Work instruction: Reproduce all the data verbatim.
--- Information ---
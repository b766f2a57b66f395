//! 技能定义
//!
//! 技能是一组提示词增强（capability / direction）与可选工具集；激活期间其工具对模型可见。

use std::fmt;
use std::sync::Arc;

use async_trait::async_trait;

use crate::tools::{ToolDefinition, ToolRegistration, ToolSource};

/// 激活 / 停用钩子；返回 Err 时由 SkillManager 上报给调用方
#[async_trait]
pub trait SkillHooks: Send + Sync {
    async fn on_activate(&self) -> Result<(), String> {
        Ok(())
    }

    async fn on_deactivate(&self) -> Result<(), String> {
        Ok(())
    }
}

/// 技能的提示词片段
#[derive(Clone, Debug, Default, PartialEq)]
pub struct SkillPrompt {
    pub capability: String,
    pub direction: String,
}

#[derive(Clone)]
pub struct Skill {
    pub name: String,
    pub display_name: String,
    pub description: String,
    pub triggers: Vec<String>,
    pub prompt: SkillPrompt,
    pub tools: Vec<ToolRegistration>,
    pub hooks: Option<Arc<dyn SkillHooks>>,
}

impl fmt::Debug for Skill {
    fn fmt(&self, f: &mut fmt::Formatter<'_>) -> fmt::Result {
        f.debug_struct("Skill")
            .field("name", &self.name)
            .field("display_name", &self.display_name)
            .field("triggers", &self.triggers)
            .field("tools", &self.tool_names())
            .field("has_hooks", &self.hooks.is_some())
            .finish()
    }
}

impl Skill {
    pub fn new(name: impl Into<String>, description: impl Into<String>) -> Self {
        let name = name.into();
        Self {
            display_name: name.clone(),
            name,
            description: description.into(),
            triggers: Vec::new(),
            prompt: SkillPrompt::default(),
            tools: Vec::new(),
            hooks: None,
        }
    }

    pub fn with_display_name(mut self, display_name: impl Into<String>) -> Self {
        self.display_name = display_name.into();
        self
    }

    pub fn with_triggers(mut self, triggers: Vec<String>) -> Self {
        self.triggers = triggers;
        self
    }

    pub fn with_prompt(mut self, capability: impl Into<String>, direction: impl Into<String>) -> Self {
        self.prompt = SkillPrompt {
            capability: capability.into(),
            direction: direction.into(),
        };
        self
    }

    /// 添加技能工具；来源统一标记为 Skill
    pub fn with_tool(mut self, mut tool: ToolRegistration) -> Self {
        tool.source = ToolSource::Skill;
        self.tools.push(tool);
        self
    }

    pub fn with_tool_definition(self, definition: ToolDefinition) -> Self {
        self.with_tool(ToolRegistration::from_definition(definition, ToolSource::Skill))
    }

    pub fn with_hooks(mut self, hooks: Arc<dyn SkillHooks>) -> Self {
        self.hooks = Some(hooks);
        self
    }

    pub fn tool_names(&self) -> Vec<String> {
        self.tools.iter().map(|t| t.name().to_string()).collect()
    }

    /// 用于 LLM 选择的简短描述
    pub fn summary(&self) -> String {
        format!("[{}] {}: {}", self.name, self.display_name, self.description)
    }

    /// 激活后拼入 system prompt 的段落
    pub fn prompt_section(&self) -> String {
        let mut s = format!("## Active skill: {}\n", self.display_name);
        if !self.prompt.capability.trim().is_empty() {
            s.push_str(&format!("\n### Capability\n{}\n", self.prompt.capability.trim()));
        }
        if !self.prompt.direction.trim().is_empty() {
            s.push_str(&format!("\n### Direction\n{}\n", self.prompt.direction.trim()));
        }
        s
    }

    /// 触发词是否出现在文本中（大小写不敏感）
    pub fn is_triggered_by(&self, text: &str) -> bool {
        let text = text.to_lowercase();
        self.triggers
            .iter()
            .filter(|t| !t.trim().is_empty())
            .any(|t| text.contains(&t.to_lowercase()))
    }
}

#[cfg(test)]
mod tests {
    use super::*;

    fn research() -> Skill {
        Skill::new("ResearchAgent", "Literature search")
            .with_display_name("Research")
            .with_triggers(vec!["PubMed".into(), "literature".into()])
            .with_prompt("Search and cite papers.", "Prefer systematic reviews.")
            .with_tool_definition(ToolDefinition::new("search_pubmed", "Search PubMed"))
    }

    #[test]
    fn test_skill_summary() {
        let skill = research();
        assert!(skill.summary().contains("ResearchAgent"));
        assert!(skill.summary().contains("Literature search"));
    }

    #[test]
    fn test_tools_marked_as_skill_scoped() {
        let skill = research();
        assert_eq!(skill.tools[0].source, ToolSource::Skill);
        assert_eq!(skill.tool_names(), vec!["search_pubmed".to_string()]);
    }

    #[test]
    fn test_prompt_section() {
        let prompt = research().prompt_section();
        assert!(prompt.contains("Active skill: Research"));
        assert!(prompt.contains("Search and cite papers."));
        assert!(prompt.contains("Prefer systematic reviews."));
    }

    #[test]
    fn test_triggers() {
        let skill = research();
        assert!(skill.is_triggered_by("find pubmed articles"));
        assert!(!skill.is_triggered_by("write a poem"));
    }
}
---
Your solution:
repository b766f2a57b66f395
//! 技能定义
//!
//! 技能是一组提示词增强（capability / direction）与可选工具集；激活期间其工具对模型可见。

use std::fmt;
use std::sync::Arc;

use async_trait::async_trait;

use crate::tools::{ToolDefinition, ToolRegistration, ToolSource};

/// 激活 / 停用钩子；返回 Err 时由 SkillManager 上报给调用方
#[async_trait]
pub trait SkillHooks: Send + Sync {
    async fn on_activate(&self) -> Result<(), String> {
        Ok(())
    }

    async fn on_deactivate(&self) -> Result<(), String> {
        Ok(())
    }
}

/// 技能的提示词片段
#[derive(Clone, Debug, Default, PartialEq)]
pub struct SkillPrompt {
    pub capability: String,
    pub direction: String,
}

#[derive(Clone)]
pub struct Skill {
    pub name: String,
    pub display_name: String,
    pub description: String,
    pub triggers: Vec<String>,
    pub prompt: SkillPrompt,
    pub tools: Vec<ToolRegistration>,
    pub hooks: Option<Arc<dyn SkillHooks>>,
}

impl fmt::Debug for Skill {
    fn fmt(&self, f: &mut fmt::Formatter<'_>) -> fmt::Result {
        f.debug_struct("Skill")
            .field("name", &self.name)
            .field("display_name", &self.display_name)
            .field("triggers", &self.triggers)
            .field("tools", &self.tool_names())
            .field("has_hooks", &self.hooks.is_some())
            .finish()
    }
}

impl Skill {
    pub fn new(name: impl Into<String>, description: impl Into<String>) -> Self {
        let name = name.into();
        Self {
            display_name: name.clone(),
            name,
            description: description.into(),
            triggers: Vec::new(),
            prompt: SkillPrompt::default(),
            tools: Vec::new(),
            hooks: None,
        }
    }

    pub fn with_display_name(mut self, display_name: impl Into<String>) -> Self {
        self.display_name = display_name.into();
        self
    }

    pub fn with_triggers(mut self, triggers: Vec<String>) -> Self {
        self.triggers = triggers;
        self
    }

    pub fn with_prompt(mut self, capability: impl Into<String>, direction: impl Into<String>) -> Self {
        self.prompt = SkillPrompt {
            capability: capability.into(),
            direction: direction.into(),
        };
        self
    }

    /// 添加技能工具；来源统一标记为 Skill
    pub fn with_tool(mut self, mut tool: ToolRegistration) -> Self {
        tool.source = ToolSource::Skill;
        self.tools.push(tool);
        self
    }

    pub fn with_tool_definition(self, definition: ToolDefinition) -> Self {
        self.with_tool(ToolRegistration::from_definition(definition, ToolSource::Skill))
    }

    pub fn with_hooks(mut self, hooks: Arc<dyn SkillHooks>) -> Self {
        self.hooks = Some(hooks);
        self
    }

    pub fn tool_names(&self) -> Vec<String> {
        self.tools.iter().map(|t| t.name().to_string()).collect()
    }

    /// 用于 LLM 选择的简短描述
    pub fn summary(&self) -> String {
        format!("[{}] {}: {}", self.name, self.display_name, self.description)
    }

    /// 激活后拼入 system prompt 的段落
    pub fn prompt_section(&self) -> String {
        let mut s = format!("## Active skill: {}\n", self.display_name);
        if !self.prompt.capability.trim().is_empty() {
            s.push_str(&format!("\n### Capability\n{}\n", self.prompt.capability.trim()));
        }
        if !self.prompt.direction.trim().is_empty() {
            s.push_str(&format!("\n### Direction\n{}\n", self.prompt.direction.trim()));
        }
        s
    }

    /// 触发词是否出现在文本中（大小写不敏感）
    pub fn is_triggered_by(&self, text: &str) -> bool {
        let text = text.to_lowercase();
        self.triggers
            .iter()
            .filter(|t| !t.trim().is_empty())
            .any(|t| text.contains(&t.to_lowercase()))
    }
}

#[cfg(test)]
mod tests {
    use super::*;

    fn research() -> Skill {
        Skill::new("ResearchAgent", "Literature search")
            .with_display_name("Research")
            .with_triggers(vec!["PubMed".into(), "literature".into()])
            .with_prompt("Search and cite papers.", "Prefer systematic reviews.")
            .with_tool_definition(ToolDefinition::new("search_pubmed", "Search PubMed"))
    }

    #[test]
    fn test_skill_summary() {
        let skill = research();
        assert!(skill.summary().contains("ResearchAgent"));
        assert!(skill.summary().contains("Literature search"));
    }

    #[test]
    fn test_tools_marked_as_skill_scoped() {
        let skill = research();
        assert_eq!(skill.tools[0].source, ToolSource::Skill);
        assert_eq!(skill.tool_names(), vec!["search_pubmed".to_string()]);
    }

    #[test]
    fn test_prompt_section() {
        let prompt = research().prompt_section();
        assert!(prompt.contains("Active skill: Research"));
        assert!(prompt.contains("Search and cite papers."));
        assert!(prompt.contains("Prefer systematic reviews."));
    }

    #[test]
    fn test_triggers() {
        let skill = research();
        assert!(skill.is_triggered_by("find pubmed articles"));
        assert!(!skill.is_triggered_by("write a poem"));
    }
}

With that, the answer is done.